Part of the institutional reorganizing prompted by COVID-19 was the three-semester academic calendar for the 2020-2021 academic year. According to Kamitsuka, the Dean’s Office made the decision to move forward with the three-semester plan based on the support of the faculty. When surveyed, the Arts & Sciences faculty preferred the three-term model by a significant margin, the plan was endorsed by EPPC, and the Board of Trustees ultimately made the temporary health emergency decision to alter the 2020-21 academic calendar.

“Last summer, the Dean’s Office had regular and special meetings with faculty and faculty governance committees about the best educational and public health options for the 2020-21 academic year,” Kamitsuka wrote. “Based upon our survey of Arts & Sciences faculty, it was clear that the faculty favored the de-densified three-semester option.”

While the survey may have represented a positive opinion of the plan, Senior, who is a member of the American Association of University Professors, says that there was no official vote among faculty members before the plan took effect.

“Faculty were surveyed before the adoption of the three-semester plan, but there was not a formal vote, which there should have been, according to AAUP policies and Oberlin’s own bylaws,” Senior wrote.

Technological adjustment presented another obstacle for professors during remote and hybrid learning modes through the pandemic. Learning how to conduct classes via Zoom — especially in hybrid formats when some students would be learning in-person and some would be joining through Zoom posed a challenge for many professors. 

“You would have half the students in the classroom, the other half learning remotely, which meant I had to learn how to use the camera in the classroom while figuring out a whole new pedagogy of how to engage a class when half of the students are there and the other half are remote,” Lee said. “There were technology problems with things not working the way they were supposed to. I was on my toes constantly and did not know what to expect, which was a huge source of stress and exhaustion everyday.”

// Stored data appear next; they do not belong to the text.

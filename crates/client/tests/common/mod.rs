//! Shared helpers for the mock-server integration tests.

#![allow(dead_code)]

use std::net::SocketAddr;
use std::time::Duration;

use axum::Router;
use tracing_subscriber::EnvFilter;

pub fn init_tracing() {
    let _ = tracing_subscriber::fmt()
        .with_env_filter(
            EnvFilter::try_from_default_env()
                .unwrap_or_else(|_| EnvFilter::new("marketplace_client=debug")),
        )
        .with_test_writer()
        .try_init();
}

/// Serve `app` on an ephemeral local port.
pub async fn serve(app: Router) -> SocketAddr {
    let listener = tokio::net::TcpListener::bind("127.0.0.1:0").await.unwrap();
    let addr = listener.local_addr().unwrap();
    tokio::spawn(async move {
        axum::serve(listener, app).await.unwrap();
    });
    addr
}

/// Poll `condition` until it holds or `timeout` elapses.
pub async fn wait_until(condition: impl Fn() -> bool, timeout: Duration) -> bool {
    let deadline = tokio::time::Instant::now() + timeout;
    while tokio::time::Instant::now() < deadline {
        if condition() {
            return true;
        }
        tokio::time::sleep(Duration::from_millis(10)).await;
    }
    condition()
}
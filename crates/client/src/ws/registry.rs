//! Named-event handler registry.

use std::any::Any;
use std::collections::HashMap;
use std::panic::{catch_unwind, AssertUnwindSafe};
use std::sync::atomic::{AtomicU64, Ordering};
use std::sync::Arc;

use marketplace_shared::SocketEvent;
use parking_lot::RwLock;
use tracing::error;

pub type EventHandler = Arc<dyn Fn(&SocketEvent) + Send + Sync>;

/// Identifies one registration; pass it to [`EventRegistry::off`].
#[derive(Debug, Clone, Copy, PartialEq, Eq, Hash)]
pub struct HandlerId(u64);

/// Handlers keyed by event name, kept in registration order.
#[derive(Default)]
pub struct EventRegistry {
    handlers: RwLock<HashMap<String, Vec<(HandlerId, EventHandler)>>>,
    next_id: AtomicU64,
}

impl EventRegistry {
    pub fn new() -> Self {
        Self::default()
    }

    pub fn on(&self, event: &str, handler: EventHandler) -> HandlerId {
        let id = HandlerId(self.next_id.fetch_add(1, Ordering::Relaxed));
        self.handlers
            .write()
            .entry(event.to_string())
            .or_default()
            .push((id, handler));
        id
    }

    /// Remove one registration. Returns whether it was present.
    pub fn off(&self, event: &str, id: HandlerId) -> bool {
        let mut handlers = self.handlers.write();
        let Some(list) = handlers.get_mut(event) else {
            return false;
        };
        let before = list.len();
        list.retain(|(existing, _)| *existing != id);
        let removed = list.len() != before;
        if list.is_empty() {
            handlers.remove(event);
        }
        removed
    }

    pub fn off_all(&self, event: &str) {
        self.handlers.write().remove(event);
    }

    pub fn handler_count(&self, event: &str) -> usize {
        self.handlers.read().get(event).map_or(0, Vec::len)
    }

    /// Dispatch under the event's own name.
    pub fn emit(&self, event: &SocketEvent) -> usize {
        self.emit_as(event.name(), event)
    }

    /// Run every handler registered for `name`, returning how many ran.
    ///
    /// Handlers are called on a snapshot, outside the lock, so they may
    /// register or remove handlers themselves. A panicking handler is logged
    /// and does not stop the others.
    pub fn emit_as(&self, name: &str, event: &SocketEvent) -> usize {
        let snapshot: Vec<EventHandler> = match self.handlers.read().get(name) {
            Some(list) => list.iter().map(|(_, handler)| handler.clone()).collect(),
            None => return 0,
        };

        for handler in &snapshot {
            if let Err(panic) = catch_unwind(AssertUnwindSafe(|| handler(event))) {
                error!(event = name, panic = %panic_message(&*panic), "socket event handler panicked");
            }
        }
        snapshot.len()
    }
}

impl std::fmt::Debug for EventRegistry {
    fn fmt(&self, f: &mut std::fmt::Formatter<'_>) -> std::fmt::Result {
        let handlers = self.handlers.read();
        let mut names: Vec<&String> = handlers.keys().collect();
        names.sort();
        f.debug_struct("EventRegistry").field("events", &names).finish()
    }
}

fn panic_message(panic: &(dyn Any + Send)) -> String {
    if let Some(s) = panic.downcast_ref::<&str>() {
        (*s).to_string()
    } else if let Some(s) = panic.downcast_ref::<String>() {
        s.clone()
    } else {
        "unknown panic".to_string()
    }
}

#[cfg(test)]
mod tests {
    use super::*;
    use parking_lot::Mutex;

    fn recorder(log: &Arc<Mutex<Vec<&'static str>>>, tag: &'static str) -> EventHandler {
        let log = log.clone();
        Arc::new(move |_| log.lock().push(tag))
    }

    #[test]
    fn handlers_run_in_registration_order() {
        let registry = EventRegistry::new();
        let log = Arc::new(Mutex::new(Vec::new()));
        registry.on("socket:connected", recorder(&log, "first"));
        registry.on("socket:connected", recorder(&log, "second"));

        assert_eq!(registry.emit(&SocketEvent::Connected), 2);
        assert_eq!(*log.lock(), vec!["first", "second"]);
    }

    #[test]
    fn off_removes_only_that_handler() {
        let registry = EventRegistry::new();
        let log = Arc::new(Mutex::new(Vec::new()));
        let first = registry.on("socket:connected", recorder(&log, "first"));
        registry.on("socket:connected", recorder(&log, "second"));

        assert!(registry.off("socket:connected", first));
        assert!(!registry.off("socket:connected", first));
        registry.emit(&SocketEvent::Connected);
        assert_eq!(*log.lock(), vec!["second"]);
    }

    #[test]
    fn panicking_handler_does_not_stop_dispatch() {
        let registry = EventRegistry::new();
        let log = Arc::new(Mutex::new(Vec::new()));
        registry.on("socket:connected", Arc::new(|_| panic!("boom")));
        registry.on("socket:connected", recorder(&log, "after"));

        registry.emit(&SocketEvent::Connected);
        assert_eq!(*log.lock(), vec!["after"]);
    }

    #[test]
    fn handler_may_unsubscribe_during_dispatch() {
        let registry = Arc::new(EventRegistry::new());
        let calls = Arc::new(AtomicU64::new(0));
        let slot: Arc<Mutex<Option<HandlerId>>> = Arc::new(Mutex::new(None));

        let (r, c, s) = (registry.clone(), calls.clone(), slot.clone());
        let id = registry.on(
            "socket:connected",
            Arc::new(move |_| {
                c.fetch_add(1, Ordering::SeqCst);
                if let Some(id) = *s.lock() {
                    r.off("socket:connected", id);
                }
            }),
        );
        *slot.lock() = Some(id);

        registry.emit(&SocketEvent::Connected);
        registry.emit(&SocketEvent::Connected);
        assert_eq!(calls.load(Ordering::SeqCst), 1);
        assert_eq!(registry.handler_count("socket:connected"), 0);
    }
}
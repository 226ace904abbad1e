//! Notification endpoints.

use marketplace_shared::{
    ApiError, ApiResponse, ListParams, Notification, NotificationPreferences, Paginated,
    UnreadCount,
};
use serde_json::Value;

use super::segment;
use crate::api_client::{ApiClient, RequestOptions};

#[derive(Debug, Clone)]
pub struct NotificationsApi {
    client: ApiClient,
}

impl NotificationsApi {
    pub fn new(client: ApiClient) -> Self {
        Self { client }
    }

    pub async fn get_notifications(
        &self,
        params: &ListParams,
        unread_only: bool,
    ) -> Result<ApiResponse<Paginated<Notification>>, ApiError> {
        let mut options = RequestOptions::query(params.to_query());
        if unread_only {
            options = options.with_param("unreadOnly", true);
        }
        self.client.get_with("/notifications", options).await
    }

    pub async fn get_unread_count(&self) -> Result<ApiResponse<UnreadCount>, ApiError> {
        self.client.get("/notifications/unread-count").await
    }

    pub async fn mark_as_read(&self, id: &str) -> Result<ApiResponse<Value>, ApiError> {
        self.client
            .put(&format!("/notifications/{}/read", segment(id)), &serde_json::json!({}))
            .await
    }

    pub async fn mark_all_as_read(&self) -> Result<ApiResponse<Value>, ApiError> {
        self.client
            .put("/notifications/read-all", &serde_json::json!({}))
            .await
    }

    pub async fn delete_notification(&self, id: &str) -> Result<ApiResponse<Value>, ApiError> {
        self.client.delete(&format!("/notifications/{}", segment(id))).await
    }

    pub async fn get_preferences(&self) -> Result<ApiResponse<NotificationPreferences>, ApiError> {
        self.client.get("/notifications/preferences").await
    }

    pub async fn update_preferences(
        &self,
        preferences: &NotificationPreferences,
    ) -> Result<ApiResponse<NotificationPreferences>, ApiError> {
        self.client.put("/notifications/preferences", preferences).await
    }
}
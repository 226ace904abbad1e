//! Loyalty programme endpoints.

use marketplace_shared::{
    ApiError, ApiResponse, ListParams, LoyaltyAccount, LoyaltyReward, LoyaltyTransaction,
    Paginated, RedeemRewardRequest,
};

use crate::api_client::{ApiClient, RequestOptions};

#[derive(Debug, Clone)]
pub struct LoyaltyApi {
    client: ApiClient,
}

impl LoyaltyApi {
    pub fn new(client: ApiClient) -> Self {
        Self { client }
    }

    pub async fn get_account(&self) -> Result<ApiResponse<LoyaltyAccount>, ApiError> {
        self.client.get("/loyalty").await
    }

    pub async fn get_transactions(
        &self,
        params: &ListParams,
    ) -> Result<ApiResponse<Paginated<LoyaltyTransaction>>, ApiError> {
        self.client
            .get_with("/loyalty/transactions", RequestOptions::query(params.to_query()))
            .await
    }

    pub async fn get_rewards(&self) -> Result<ApiResponse<Vec<LoyaltyReward>>, ApiError> {
        self.client.get("/loyalty/rewards").await
    }

    pub async fn redeem(&self, reward_id: &str) -> Result<ApiResponse<LoyaltyAccount>, ApiError> {
        let request = RedeemRewardRequest {
            reward_id: reward_id.to_string(),
        };
        self.client.post("/loyalty/redeem", &request).await
    }
}
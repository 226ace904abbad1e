//! Geocoding and saved address endpoints.

use marketplace_shared::{
    Address, ApiError, ApiResponse, GeoPoint, GeocodeResult, UpdateLocationRequest,
};
use serde_json::Value;

use super::segment;
use crate::api_client::{ApiClient, RequestOptions};

#[derive(Debug, Clone)]
pub struct LocationsApi {
    client: ApiClient,
}

impl LocationsApi {
    pub fn new(client: ApiClient) -> Self {
        Self { client }
    }

    pub async fn geocode(&self, address: &str) -> Result<ApiResponse<Vec<GeocodeResult>>, ApiError> {
        let options = RequestOptions::default().with_param("address", address);
        self.client.get_with("/locations/geocode", options).await
    }

    pub async fn reverse_geocode(
        &self,
        point: GeoPoint,
    ) -> Result<ApiResponse<GeocodeResult>, ApiError> {
        let options = RequestOptions::default()
            .with_param("lat", point.latitude)
            .with_param("lng", point.longitude);
        self.client.get_with("/locations/reverse", options).await
    }

    pub async fn get_addresses(&self) -> Result<ApiResponse<Vec<Address>>, ApiError> {
        self.client.get("/locations/addresses").await
    }

    pub async fn add_address(&self, address: &Address) -> Result<ApiResponse<Address>, ApiError> {
        self.client.post("/locations/addresses", address).await
    }

    pub async fn update_address(
        &self,
        id: &str,
        address: &Address,
    ) -> Result<ApiResponse<Address>, ApiError> {
        self.client
            .put(&format!("/locations/addresses/{}", segment(id)), address)
            .await
    }

    pub async fn delete_address(&self, id: &str) -> Result<ApiResponse<Value>, ApiError> {
        self.client
            .delete(&format!("/locations/addresses/{}", segment(id)))
            .await
    }

    pub async fn update_my_location(
        &self,
        request: &UpdateLocationRequest,
    ) -> Result<ApiResponse<Value>, ApiError> {
        self.client.put("/locations/me", request).await
    }
}
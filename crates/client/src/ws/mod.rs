//! Realtime client for server-pushed marketplace events.
//!
//! One [`SocketClient`] owns one authenticated WebSocket. Server frames are
//! parsed into [`SocketEvent`](marketplace_shared::SocketEvent) values and fanned
//! out to handlers registered per event name; the connection itself raises a
//! handful of local events (`socket:connected`, `connect_error`, ...) through
//! the same registry.
//!
//! ```text
//!   SocketClient ──on/off──▶ EventRegistry ◀──emit── connection task
//!        │                                            │
//!        └──── send helpers ── unbounded channel ────▶│──▶ socket
//! ```
//!
//! # Usage
//!
//! ```rust,ignore
//! let socket = SocketClient::new(WebSocketConfig::from_env().with_token_provider(read_token));
//! socket.on(names::BOOKING_UPDATED, |event| {
//!     if let SocketEvent::BookingUpdated(booking) = event {
//!         refresh_booking(&booking.booking_id);
//!     }
//! });
//! if socket.ensure_connection(Some("user-7")).await {
//!     socket.subscribe_to_booking("42");
//! }
//! ```

mod client;
mod config;
mod connection;
mod error;
mod registry;

pub use client::SocketClient;
pub use config::{ReconnectConfig, WebSocketConfig, DEFAULT_WS_URL};
pub use connection::ConnectionState;
pub use error::SocketError;
pub use registry::{EventHandler, EventRegistry, HandlerId};
//! Community feed endpoints.

use marketplace_shared::{
    ApiError, ApiResponse, CommunityPost, CreateCommentRequest, CreatePostRequest, ListParams,
    Paginated, PostComment,
};
use serde_json::Value;

use super::segment;
use crate::api_client::{ApiClient, RequestOptions};

#[derive(Debug, Clone)]
pub struct CommunityApi {
    client: ApiClient,
}

impl CommunityApi {
    pub fn new(client: ApiClient) -> Self {
        Self { client }
    }

    pub async fn get_posts(
        &self,
        params: &ListParams,
        category: Option<&str>,
    ) -> Result<ApiResponse<Paginated<CommunityPost>>, ApiError> {
        let mut options = RequestOptions::query(params.to_query());
        if let Some(category) = category {
            options = options.with_param("category", category);
        }
        self.client.get_with("/community/posts", options).await
    }

    pub async fn get_post(&self, id: &str) -> Result<ApiResponse<CommunityPost>, ApiError> {
        self.client.get(&format!("/community/posts/{}", segment(id))).await
    }

    pub async fn create_post(
        &self,
        request: &CreatePostRequest,
    ) -> Result<ApiResponse<CommunityPost>, ApiError> {
        self.client.post("/community/posts", request).await
    }

    pub async fn delete_post(&self, id: &str) -> Result<ApiResponse<Value>, ApiError> {
        self.client.delete(&format!("/community/posts/{}", segment(id))).await
    }

    pub async fn like_post(&self, id: &str) -> Result<ApiResponse<Value>, ApiError> {
        self.client
            .post_empty(&format!("/community/posts/{}/like", segment(id)))
            .await
    }

    pub async fn unlike_post(&self, id: &str) -> Result<ApiResponse<Value>, ApiError> {
        self.client
            .delete(&format!("/community/posts/{}/like", segment(id)))
            .await
    }

    pub async fn get_comments(&self, post_id: &str) -> Result<ApiResponse<Vec<PostComment>>, ApiError> {
        self.client
            .get(&format!("/community/posts/{}/comments", segment(post_id)))
            .await
    }

    pub async fn add_comment(
        &self,
        post_id: &str,
        content: &str,
    ) -> Result<ApiResponse<PostComment>, ApiError> {
        let request = CreateCommentRequest {
            content: content.to_string(),
        };
        self.client
            .post(&format!("/community/posts/{}/comments", segment(post_id)), &request)
            .await
    }
}
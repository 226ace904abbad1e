//! Error envelope and client-side error type.

use serde::{Deserialize, Serialize};
use thiserror::Error;

/// Fallback text used when an error response carries no readable message.
pub const GENERIC_ERROR_MESSAGE: &str = "An unexpected error occurred";

/// Structured error carried by a failed [`ApiResponse`](crate::ApiResponse).
#[derive(Debug, Clone, Serialize, Deserialize, PartialEq)]
#[serde(rename_all = "camelCase")]
pub struct ApiErrorBody {
    pub code: String,
    pub message: String,
    #[serde(default, skip_serializing_if = "Option::is_none")]
    pub details: Option<serde_json::Value>,
}

impl ApiErrorBody {
    pub fn new(code: impl Into<String>, message: impl Into<String>) -> Self {
        Self {
            code: code.into(),
            message: message.into(),
            details: None,
        }
    }
}

#[derive(Deserialize)]
struct ErrorEnvelope {
    #[serde(default)]
    error: Option<ErrorField>,
    #[serde(default)]
    message: Option<String>,
}

/// Servers are not consistent about the shape of `error`: most send the
/// structured triple, some send a bare string.
#[derive(Deserialize)]
#[serde(untagged)]
enum ErrorField {
    Structured {
        #[serde(default)]
        message: String,
    },
    Text(String),
}

/// Pull a user-facing message out of an error response body.
///
/// Prefers `error.message`, falls back to the top-level `message`.
pub fn try_error_message(body: &str) -> Option<String> {
    let parsed = serde_json::from_str::<ErrorEnvelope>(body).ok()?;
    let nested = parsed.error.map(|e| match e {
        ErrorField::Structured { message } => message,
        ErrorField::Text(text) => text,
    });
    nested
        .into_iter()
        .chain(parsed.message)
        .find(|m| !m.trim().is_empty())
}

/// API error type for client-side use
#[derive(Debug, Clone, PartialEq, Error)]
pub enum ApiError {
    #[error("Network error: {0}")]
    Network(String),
    #[error("Request timed out")]
    Timeout,
    #[error("HTTP {status}: {message}")]
    Http {
        status: u16,
        message: String,
        body: String,
    },
    #[error("Deserialization error: {0}")]
    Deserialize(String),
    #[error("API error {code}: {message}")]
    Api { code: String, message: String },
    #[error("Response carried no data")]
    MissingData,
    #[error("Invalid request: {0}")]
    InvalidRequest(String),
}

impl ApiError {
    /// Build an HTTP error from a raw status and body, extracting the message
    /// from the structured error envelope when there is one.
    pub fn from_response(status: u16, body: String) -> Self {
        let message = try_error_message(&body).unwrap_or_else(|| GENERIC_ERROR_MESSAGE.to_string());
        ApiError::Http {
            status,
            message,
            body,
        }
    }

    /// HTTP status of the failed response, if the server answered at all.
    pub fn status(&self) -> Option<u16> {
        match self {
            ApiError::Http { status, .. } => Some(*status),
            _ => None,
        }
    }

    pub fn is_unauthorized(&self) -> bool {
        self.status() == Some(401)
    }

    /// Message suitable for surfacing to a user.
    pub fn user_message(&self) -> String {
        match self {
            ApiError::Http { message, .. } | ApiError::Api { message, .. } => message.clone(),
            ApiError::Timeout => "The request timed out".to_string(),
            ApiError::Network(_) => "Network error, please check your connection".to_string(),
            _ => GENERIC_ERROR_MESSAGE.to_string(),
        }
    }
}

impl From<serde_json::Error> for ApiError {
    fn from(err: serde_json::Error) -> Self {
        ApiError::Deserialize(err.to_string())
    }
}

#[cfg(test)]
mod tests {
    use super::*;

    #[test]
    fn prefers_nested_error_message() {
        let body = r#"{"success":false,"error":{"code":"E_SLOT","message":"Slot taken"},"message":"Bad"}"#;
        assert_eq!(try_error_message(body).as_deref(), Some("Slot taken"));
    }

    #[test]
    fn falls_back_to_top_level_message() {
        let body = r#"{"success":false,"message":"Validation failed"}"#;
        assert_eq!(try_error_message(body).as_deref(), Some("Validation failed"));
    }

    #[test]
    fn accepts_string_error_field() {
        let body = r#"{"error":"Forbidden"}"#;
        assert_eq!(try_error_message(body).as_deref(), Some("Forbidden"));
    }

    #[test]
    fn non_json_body_uses_generic_message() {
        let err = ApiError::from_response(502, "<html>bad gateway</html>".to_string());
        assert_eq!(err.status(), Some(502));
        assert_eq!(err.user_message(), GENERIC_ERROR_MESSAGE);
    }
}
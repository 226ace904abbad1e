//! Specialist endpoints.

use chrono::NaiveDate;
use marketplace_shared::{
    ApiError, ApiResponse, AvailabilitySlot, GeoPoint, ListParams, Paginated, Specialist,
    SpecialistStats, WorkingHours,
};
use serde_json::json;

use super::segment;
use crate::api_client::{ApiClient, RequestOptions};

#[derive(Debug, Clone)]
pub struct SpecialistsApi {
    client: ApiClient,
}

impl SpecialistsApi {
    pub fn new(client: ApiClient) -> Self {
        Self { client }
    }

    pub async fn get_specialists(
        &self,
        params: &ListParams,
    ) -> Result<ApiResponse<Paginated<Specialist>>, ApiError> {
        self.client
            .get_with("/specialists", RequestOptions::query(params.to_query()))
            .await
    }

    pub async fn get_specialist(&self, id: &str) -> Result<ApiResponse<Specialist>, ApiError> {
        self.client.get(&format!("/specialists/{}", segment(id))).await
    }

    pub async fn get_nearby(
        &self,
        point: GeoPoint,
        radius_km: f64,
    ) -> Result<ApiResponse<Vec<Specialist>>, ApiError> {
        let options = RequestOptions::default()
            .with_param("lat", point.latitude)
            .with_param("lng", point.longitude)
            .with_param("radius", radius_km);
        self.client.get_with("/specialists/nearby", options).await
    }

    pub async fn get_availability(
        &self,
        id: &str,
        date: NaiveDate,
    ) -> Result<ApiResponse<Vec<AvailabilitySlot>>, ApiError> {
        let options = RequestOptions::default().with_param("date", date.format("%Y-%m-%d"));
        self.client
            .get_with(&format!("/specialists/{}/availability", segment(id)), options)
            .await
    }

    pub async fn get_working_hours(&self) -> Result<ApiResponse<Vec<WorkingHours>>, ApiError> {
        self.client.get("/specialists/me/working-hours").await
    }

    pub async fn update_working_hours(
        &self,
        hours: &[WorkingHours],
    ) -> Result<ApiResponse<Vec<WorkingHours>>, ApiError> {
        self.client.put("/specialists/me/working-hours", hours).await
    }

    pub async fn get_stats(&self) -> Result<ApiResponse<SpecialistStats>, ApiError> {
        self.client.get("/specialists/me/stats").await
    }

    pub async fn set_online(&self, is_online: bool) -> Result<ApiResponse<Specialist>, ApiError> {
        self.client
            .put("/specialists/me/status", &json!({ "isOnline": is_online }))
            .await
    }
}
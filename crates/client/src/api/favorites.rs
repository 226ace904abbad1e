//! Favorite services and specialists.

use marketplace_shared::{ApiError, ApiResponse, Favorite, FavoriteKind};
use serde::Deserialize;
use serde_json::Value;

use super::segment;
use crate::api_client::{ApiClient, RequestOptions};

#[derive(Debug, Clone, Deserialize)]
#[serde(rename_all = "camelCase")]
struct FavoriteCheck {
    is_favorite: bool,
}

#[derive(Debug, Clone)]
pub struct FavoritesApi {
    client: ApiClient,
}

impl FavoritesApi {
    pub fn new(client: ApiClient) -> Self {
        Self { client }
    }

    pub async fn get_favorites(
        &self,
        kind: Option<FavoriteKind>,
    ) -> Result<ApiResponse<Vec<Favorite>>, ApiError> {
        let mut options = RequestOptions::default();
        if let Some(kind) = kind {
            options = options.with_param("type", kind.path_segment());
        }
        self.client.get_with("/favorites", options).await
    }

    pub async fn add(&self, kind: FavoriteKind, id: &str) -> Result<ApiResponse<Favorite>, ApiError> {
        self.client.post_empty(&favorite_path(kind, id)).await
    }

    pub async fn remove(&self, kind: FavoriteKind, id: &str) -> Result<ApiResponse<Value>, ApiError> {
        self.client.delete(&favorite_path(kind, id)).await
    }

    pub async fn is_favorite(&self, kind: FavoriteKind, id: &str) -> Result<bool, ApiError> {
        let check: FavoriteCheck = self
            .client
            .get_data(&format!("{}/check", favorite_path(kind, id)))
            .await?;
        Ok(check.is_favorite)
    }
}

fn favorite_path(kind: FavoriteKind, id: &str) -> String {
    format!("/favorites/{}/{}", kind.path_segment(), segment(id))
}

Another element of concern for faculty has been the heightened ambiguity around job security, as pandemic-induced economic instability exacerbated the pre-existing financial strain at the College.

“Oberlin does not have any policy whatsoever in our bylaws or faculty guide related to the elimination of programs and faculty positions during a financial crisis,” Senior wrote. “For this reason, in December of 2018, 13 Oberlin faculty members sponsored a motion to incorporate AAUP guidelines concerning financial exigency into our faculty guide. The motion passed in College faculty by a vote of 80 to 21 and in general faculty by a vote of 137 to 19. So far, our Board of Trustees has not ratified these votes. The College remains without a policy on financial exigency. This has created a feeling of malaise on campus.”

While individuals have found clarity on their priorities, Lee believes that standing burnout concerns for both faculty and students can be addressed if the College reassess its priorities.

“If there is widespread burnout among students, that has to be understood, not just acknowledged,” she said. “The low morale in the faculty needs to be taken seriously too. How do we acknowledge how people are doing on the ground and take substantive steps to try to elevate people who are not doing so great?”

Still, Kamitsuka believes that the efforts of the community can be credited to the overall success of this year. 

“This has been a very challenging time for everyone, both on campus and around the world,” Kamitsuka wrote. “But I have been inspired and energized by the dedication and creativity of our faculty, staff, and students in making this academic year a success.”

Despite the overwhelming challenges of the past year, faculty members still value their relationships with students.

“I had some of the most meaningful exchanges with my students I have ever had,” Senior wrote. “I asked them to keep their own private journal about the pandemic. We shared parts of our journals, but the remainder, the unshared and ungraded pages, kept as a private memorial for future years, were perhaps the most important part of the class.”